## Records for this task
--- START ---

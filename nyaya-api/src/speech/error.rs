//! Speech provider errors

use thiserror::Error;

#[derive(Debug, Error)]
pub enum SpeechError {
    /// No engine configured for this direction
    #[error("{0} is not configured on this server")]
    NotConfigured(&'static str),

    /// Engine unreachable or timed out
    #[error("Speech engine request failed: {0}")]
    Network(String),

    /// Engine answered with a non-success status
    #[error("Speech engine returned {status}: {message}")]
    Provider { status: u16, message: String },

    /// Uploaded clip cannot be forwarded as given
    #[error("Invalid audio upload: {0}")]
    InvalidAudio(String),

    /// Engine answered with something we could not use
    #[error("Invalid speech engine response: {0}")]
    InvalidResponse(String),
}

impl From<reqwest::Error> for SpeechError {
    fn from(err: reqwest::Error) -> Self {
        SpeechError::Network(err.to_string())
    }
}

--- END ---

## Exercise requirements
Produce the material above again, word for word.

## Response area
filename nyaya-api/src/speech/error.rs
//! Speech provider errors

use thiserror::Error;

#[derive(Debug, Error)]
pub enum SpeechError {
    /// No engine configured for this direction
    #[error("{0} is not configured on this server")]
    NotConfigured(&'static str),

    /// Engine unreachable or timed out
    #[error("Speech engine request failed: {0}")]
    Network(String),

    /// Engine answered with a non-success status
    #[error("Speech engine returned {status}: {message}")]
    Provider { status: u16, message: String },

    /// Uploaded clip cannot be forwarded as given
    #[error("Invalid audio upload: {0}")]
    InvalidAudio(String),

    /// Engine answered with something we could not use
    #[error("Invalid speech engine response: {0}")]
    InvalidResponse(String),
}

impl From<reqwest::Error> for SpeechError {
    fn from(err: reqwest::Error) -> Self {
        SpeechError::Network(err.to_string())
    }
}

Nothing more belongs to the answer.